- **MATERIAL SUPPLIED**:
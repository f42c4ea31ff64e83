use axum::{
    Json,
    extract::{Path, State},
    http::StatusCode,
};
use rust_decimal::Decimal;
use serde::{Deserialize, Serialize};
use uuid::Uuid;

use learnhub_auth_types::identity::Session;
use learnhub_domain::pagination::PageRequest;

use crate::domain::types::{Category, CategoryDetail, CourseBrief};
use crate::error::MarketplaceError;
use crate::handlers::{ApiJson, ApiQuery, MessageResponse, path_id};
use crate::state::AppState;
use crate::usecase::category::{
    CreateCategoryInput, CreateCategoryUseCase, DeleteCategoryUseCase, GetCategoryUseCase,
    ListCategoriesUseCase, UpdateCategoryInput, UpdateCategoryUseCase,
};

#[derive(Serialize)]
pub struct CategoryResponse {
    pub id: Uuid,
    pub name: String,
    pub description: Option<String>,
    #[serde(serialize_with = "learnhub_core::serde::to_rfc3339_ms")]
    pub created_at: chrono::DateTime<chrono::Utc>,
    #[serde(serialize_with = "learnhub_core::serde::to_rfc3339_ms")]
    pub updated_at: chrono::DateTime<chrono::Utc>,
}

impl From<Category> for CategoryResponse {
    fn from(category: Category) -> Self {
        Self {
            id: category.id,
            name: category.name,
            description: category.description,
            created_at: category.created_at,
            updated_at: category.updated_at,
        }
    }
}

#[derive(Serialize)]
pub struct CourseBriefResponse {
    pub id: Uuid,
    pub title: String,
    #[serde(serialize_with = "rust_decimal::serde::float::serialize")]
    pub price: Decimal,
}

impl From<CourseBrief> for CourseBriefResponse {
    fn from(course: CourseBrief) -> Self {
        Self {
            id: course.id,
            title: course.title,
            price: course.price,
        }
    }
}

#[derive(Serialize)]
pub struct CategoryDetailResponse {
    #[serde(flatten)]
    pub category: CategoryResponse,
    pub courses: Vec<CourseBriefResponse>,
}

impl From<CategoryDetail> for CategoryDetailResponse {
    fn from(detail: CategoryDetail) -> Self {
        Self {
            category: detail.category.into(),
            courses: detail.courses.into_iter().map(Into::into).collect(),
        }
    }
}

#[derive(Serialize)]
pub struct CategoryEnvelope<T> {
    pub category: T,
}

#[derive(Deserialize)]
pub struct CategoryRequest {
    pub name: Option<String>,
    pub description: Option<String>,
}

// ── POST /categories ─────────────────────────────────────────────────────────

pub async fn create_category(
    _session: Session,
    State(state): State<AppState>,
    ApiJson(body): ApiJson<CategoryRequest>,
) -> Result<(StatusCode, Json<CategoryEnvelope<CategoryResponse>>), MarketplaceError> {
    let usecase = CreateCategoryUseCase {
        repo: state.category_repo(),
    };
    let category = usecase
        .execute(CreateCategoryInput {
            name: body.name,
            description: body.description,
        })
        .await?;
    Ok((
        StatusCode::CREATED,
        Json(CategoryEnvelope {
            category: category.into(),
        }),
    ))
}

// ── GET /categories ──────────────────────────────────────────────────────────

#[derive(Serialize)]
pub struct CategoryListResponse {
    pub categories: Vec<CategoryDetailResponse>,
}

pub async fn list_categories(
    State(state): State<AppState>,
    ApiQuery(page): ApiQuery<PageRequest>,
) -> Result<Json<CategoryListResponse>, MarketplaceError> {
    let usecase = ListCategoriesUseCase {
        repo: state.category_repo(),
    };
    let categories = usecase.execute(page).await?;
    Ok(Json(CategoryListResponse {
        categories: categories.into_iter().map(Into::into).collect(),
    }))
}

// ── GET /categories/{id} ─────────────────────────────────────────────────────

pub async fn get_category(
    State(state): State<AppState>,
    Path(id): Path<String>,
) -> Result<Json<CategoryEnvelope<CategoryDetailResponse>>, MarketplaceError> {
    let usecase = GetCategoryUseCase {
        repo: state.category_repo(),
    };
    let detail = usecase.execute(path_id(&id)?).await?;
    Ok(Json(CategoryEnvelope {
        category: detail.into(),
    }))
}

// ── PATCH /categories/{id} ───────────────────────────────────────────────────

pub async fn update_category(
    _session: Session,
    State(state): State<AppState>,
    Path(id): Path<String>,
    ApiJson(body): ApiJson<CategoryRequest>,
) -> Result<Json<CategoryEnvelope<CategoryResponse>>, MarketplaceError> {
    let usecase = UpdateCategoryUseCase {
        repo: state.category_repo(),
    };
    let category = usecase
        .execute(
            path_id(&id)?,
            UpdateCategoryInput {
                name: body.name,
                description: body.description,
            },
        )
        .await?;
    Ok(Json(CategoryEnvelope {
        category: category.into(),
    }))
}

// ── DELETE /categories/{id} ──────────────────────────────────────────────────

pub async fn delete_category(
    _session: Session,
    State(state): State<AppState>,
    Path(id): Path<String>,
) -> Result<Json<MessageResponse>, MarketplaceError> {
    let usecase = DeleteCategoryUseCase {
        repo: state.category_repo(),
    };
    usecase.execute(path_id(&id)?).await?;
    Ok(MessageResponse::new("category deleted"))
}
// Module name shadows the `serde` crate; use `::serde` for the external crate.
use ::serde::Serializer;
use chrono::{DateTime, SecondsFormat, Utc};

/// Serialize `DateTime<Utc>` as RFC 3339 with 3-digit fractional seconds.
pub fn to_rfc3339_ms<S>(dt: &DateTime<Utc>, s: S) -> Result<S::Ok, S::Error>
where
    S: Serializer,
{
    s.serialize_str(&dt.to_rfc3339_opts(SecondsFormat::Millis, true))
}
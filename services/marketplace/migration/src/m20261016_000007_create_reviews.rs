use sea_orm_migration::prelude::*;

#[derive(DeriveMigrationName)]
pub struct Migration;

#[async_trait::async_trait]
impl MigrationTrait for Migration {
    async fn up(&self, manager: &SchemaManager) -> Result<(), DbErr> {
        manager
            .create_table(
                Table::create()
                    .table(Reviews::Table)
                    .if_not_exists()
                    .col(ColumnDef::new(Reviews::Id).uuid().not_null().primary_key())
                    .col(ColumnDef::new(Reviews::UserId).uuid().not_null())
                    .col(ColumnDef::new(Reviews::CourseId).uuid().not_null())
                    .col(ColumnDef::new(Reviews::Rating).small_integer().not_null())
                    .col(ColumnDef::new(Reviews::Comment).text())
                    .col(
                        ColumnDef::new(Reviews::CreatedAt)
                            .timestamp_with_time_zone()
                            .not_null()
                            .default(Expr::current_timestamp()),
                    )
                    .col(
                        ColumnDef::new(Reviews::UpdatedAt)
                            .timestamp_with_time_zone()
                            .not_null()
                            .default(Expr::current_timestamp()),
                    )
                    .check(Expr::col(Reviews::Rating).between(1, 5))
                    .foreign_key(
                        ForeignKey::create()
                            .name("fk_reviews_user_id")
                            .from(Reviews::Table, Reviews::UserId)
                            .to(Users::Table, Users::Id)
                            .on_delete(ForeignKeyAction::Cascade),
                    )
                    .foreign_key(
                        ForeignKey::create()
                            .name("fk_reviews_course_id")
                            .from(Reviews::Table, Reviews::CourseId)
                            .to(Courses::Table, Courses::Id)
                            .on_delete(ForeignKeyAction::Cascade),
                    )
                    .to_owned(),
            )
            .await?;

        manager
            .create_index(
                Index::create()
                    .table(Reviews::Table)
                    .col(Reviews::UserId)
                    .col(Reviews::CourseId)
                    .unique()
                    .name("uq_reviews_user_id_course_id")
                    .to_owned(),
            )
            .await?;

        manager
            .create_index(
                Index::create()
                    .table(Reviews::Table)
                    .col(Reviews::CourseId)
                    .name("idx_reviews_course_id")
                    .to_owned(),
            )
            .await
    }

    async fn down(&self, manager: &SchemaManager) -> Result<(), DbErr> {
        manager
            .drop_table(Table::drop().table(Reviews::Table).to_owned())
            .await
    }
}

#[derive(Iden)]
enum Reviews {
    Table,
    Id,
    UserId,
    CourseId,
    Rating,
    Comment,
    CreatedAt,
    UpdatedAt,
}

#[derive(Iden)]
enum Users {
    Table,
    Id,
}

#[derive(Iden)]
enum Courses {
    Table,
    Id,
}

- **EXERCISE REQUIREMENTS**: Find every line in the records above that holds the word "into", and copy each one.

- **WRITTEN ANSWER**:
            category: detail.category.into(),
            courses: detail.courses.into_iter().map(Into::into).collect(),
            category: category.into(),
        categories: categories.into_iter().map(Into::into).collect(),
        category: detail.into(),
        category: category.into(),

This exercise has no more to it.